How does shame affect our thoughts?
It is easier to acknowledge our feelings of shame when we recognize our thoughts. Most thoughts that are negative judgments about ourselves as a person are often related to feelings of shame. These are some examples of thoughts that are related to feelings of shame:
There’s something wrong with me
No one will ever love/like me
I am not enough
I am inferior to those around me
I am not important to others
I am a failure
I am unworthy
Have you noticed any of these thoughts, or similar thoughts, in your own life?
A big step to dealing with shame is becoming aware of your thoughts related to shame, and making attempts to shift your thoughts.
How does shame affect our relationships?
Shame makes us want to withdraw and hide, which is detrimental to our ability to connect with others.

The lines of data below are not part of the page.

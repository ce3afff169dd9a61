use std::collections::HashMap;

/// Channels with this prefix belong to the authenticated user
pub const PRIVATE_CHANNEL_PREFIX: &str = "user.";

pub fn is_private_channel(channel: &str) -> bool {
    channel.starts_with(PRIVATE_CHANNEL_PREFIX)
}

/// Channels split by the subscribe method that must carry them
#[derive(Debug, Clone, Default, PartialEq, Eq)]
pub struct ChannelPartition {
    pub public: Vec<String>,
    pub private: Vec<String>,
}

impl ChannelPartition {
    pub fn from_channels<'a>(channels: impl IntoIterator<Item = &'a String>) -> Self {
        let mut partition = Self::default();
        for channel in channels {
            if is_private_channel(channel) {
                partition.private.push(channel.clone());
            } else {
                partition.public.push(channel.clone());
            }
        }
        partition
    }

    pub fn is_empty(&self) -> bool {
        self.public.is_empty() && self.private.is_empty()
    }
}

/// Desired channel set plus the server acknowledgment of each channel
///
/// Each channel appears once, in the order it was first requested. The
/// registry performs no I/O; the client drives the subscribe calls and reports
/// back which channels the server confirmed.
#[derive(Debug, Default)]
pub struct SubscriptionRegistry {
    channels: Vec<String>,
    acknowledged: HashMap<String, bool>,
}

impl SubscriptionRegistry {
    pub fn new() -> Self {
        Self::default()
    }

    /// Add channels to the desired set, ignoring ones already present
    pub fn add<I, S>(&mut self, channels: I)
    where
        I: IntoIterator<Item = S>,
        S: Into<String>,
    {
        for channel in channels {
            let channel = channel.into();
            if channel.is_empty() || self.acknowledged.contains_key(&channel) {
                continue;
            }
            self.acknowledged.insert(channel.clone(), false);
            self.channels.push(channel);
        }
    }

    /// Channels the server has not confirmed yet, split by scope
    pub fn pending(&self) -> ChannelPartition {
        ChannelPartition::from_channels(
            self.channels
                .iter()
                .filter(|channel| !self.is_acknowledged(channel)),
        )
    }

    /// Mark channels as confirmed, returning the ones that are tracked here
    pub fn acknowledge<'a>(&mut self, channels: impl IntoIterator<Item = &'a str>) -> Vec<String> {
        let mut confirmed = Vec::new();
        for channel in channels {
            if let Some(flag) = self.acknowledged.get_mut(channel) {
                *flag = true;
                confirmed.push(channel.to_string());
            }
        }
        confirmed
    }

    /// Forget every acknowledgment, keeping the desired set
    pub fn reset(&mut self) {
        for flag in self.acknowledged.values_mut() {
            *flag = false;
        }
    }

    /// Drop channels from the desired set
    ///
    /// Returns the removed channels that the server had acknowledged, which
    /// are the only ones that need an unsubscribe call.
    pub fn remove<I, S>(&mut self, channels: I) -> ChannelPartition
    where
        I: IntoIterator<Item = S>,
        S: AsRef<str>,
    {
        let mut removed = Vec::new();
        for channel in channels {
            let channel = channel.as_ref();
            if let Some(was_acked) = self.acknowledged.remove(channel) {
                self.channels.retain(|c| c != channel);
                if was_acked {
                    removed.push(channel.to_string());
                }
            }
        }
        ChannelPartition::from_channels(removed.iter())
    }

    pub fn channels(&self) -> &[String] {
        &self.channels
    }

    pub fn is_acknowledged(&self, channel: &str) -> bool {
        self.acknowledged.get(channel).copied().unwrap_or(false)
    }

    pub fn all_acknowledged(&self) -> bool {
        self.acknowledged.values().all(|acked| *acked)
    }

    pub fn len(&self) -> usize {
        self.channels.len()
    }

    pub fn is_empty(&self) -> bool {
        self.channels.is_empty()
    }
}
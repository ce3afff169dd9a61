use crate::core::errors::ExchangeError;
use hmac::{Hmac, Mac};
use rand::distributions::Alphanumeric;
use rand::Rng;
use serde::Serialize;
use sha2::Sha256;

/// Proof of secret ownership for the `client_signature` grant
#[derive(Debug, Clone, PartialEq, Eq, Serialize)]
pub struct ClientSignature {
    pub client_id: String,
    pub timestamp: u64,
    pub signature: String,
    pub nonce: String,
    pub data: String,
}

/// Signer trait for WebSocket authentication
///
/// Implementations produce the parameters of a signature based grant so the
/// client secret itself never goes over the wire.
pub trait Signer: Send + Sync {
    /// Sign `data` for the given millisecond `timestamp` and `nonce`
    fn client_signature(
        &self,
        timestamp: u64,
        nonce: &str,
        data: &str,
    ) -> Result<ClientSignature, ExchangeError>;
}

/// HMAC-SHA256 signer: `hex(HMAC(secret, "{timestamp}\n{nonce}\n{data}"))`
pub struct HmacSigner {
    client_id: String,
    client_secret: String,
}

impl HmacSigner {
    pub fn new(client_id: String, client_secret: String) -> Self {
        Self {
            client_id,
            client_secret,
        }
    }

    fn sign(&self, payload: &str) -> Result<String, ExchangeError> {
        let mut mac = Hmac::<Sha256>::new_from_slice(self.client_secret.as_bytes())
            .map_err(|e| ExchangeError::AuthError(format!("Invalid secret key: {}", e)))?;

        mac.update(payload.as_bytes());
        let result = mac.finalize();

        Ok(hex::encode(result.into_bytes()))
    }
}

impl Signer for HmacSigner {
    fn client_signature(
        &self,
        timestamp: u64,
        nonce: &str,
        data: &str,
    ) -> Result<ClientSignature, ExchangeError> {
        let payload = format!("{}\n{}\n{}", timestamp, nonce, data);
        Ok(ClientSignature {
            client_id: self.client_id.clone(),
            timestamp,
            signature: self.sign(&payload)?,
            nonce: nonce.to_string(),
            data: data.to_string(),
        })
    }
}

/// Random alphanumeric nonce
pub fn generate_nonce() -> String {
    rand::thread_rng()
        .sample_iter(&Alphanumeric)
        .take(16)
        .map(char::from)
        .collect()
}

/// Current Unix time in milliseconds
pub fn timestamp_millis() -> u64 {
    u64::try_from(chrono::Utc::now().timestamp_millis()).unwrap_or_default()
}

#[cfg(test)]
mod tests {
    use super::*;

    #[test]
    fn test_hmac_signature_matches_reference_vector() {
        let signer = HmacSigner::new("client".to_string(), "secret".to_string());
        let signed = signer
            .client_signature(1_576_074_319_000, "abcd", "")
            .unwrap();
        assert_eq!(
            signed.signature,
            "2f8be71cf381d25294b12663e428df58e95a5e968ae7d7e566bcc15ab6c4bc1a"
        );
        assert_eq!(signed.client_id, "client");
        assert_eq!(signed.nonce, "abcd");
    }

    #[test]
    fn test_nonce_is_random_alphanumeric() {
        let a = generate_nonce();
        let b = generate_nonce();
        assert_eq!(a.len(), 16);
        assert!(a.chars().all(|c| c.is_ascii_alphanumeric()));
        assert_ne!(a, b);
    }

    #[test]
    fn test_timestamp_is_recent() {
        // 2020-01-01T00:00:00Z
        assert!(timestamp_millis() > 1_577_836_800_000);
    }
}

Shame leads to us feeling disconnected, isolated, and lonely. We long to be in fulfilling relationships, however, our feelings of shame often prevent us from authentically connecting within these relationships. Shame arises within relationships when an individual feels judged, and when one feels they are perceived in a negative way, which will enhance the need to withdraw. We fear that if we show our true selves to those we are closest to, they will not like us or will judge us. This leads us to connect with others by not truly connecting. We are not our authentic selves within our relationships because we have hidden aspects about us that are important to share. Relationships require a vulnerability, however, this vulnerability is often avoided. The very things that enhance our authenticity are the things we avoid the most. Acknowledging our shame and embracing vulnerability are key to being authentically ourselves, and in authentic connection with others.
How is shame interfering in your relationships with others? Are you authentically connecting with others?
Brown, B. (2012). Daring greatly: How the courage to be vulnerable transforms the way we live, love, parent, and lead. New York: Gotham Books
Loader, P. (1998). Such a shame—A consideration of shame and shaming mechanisms in families. Child Abuse Review, 7(1), 44-57.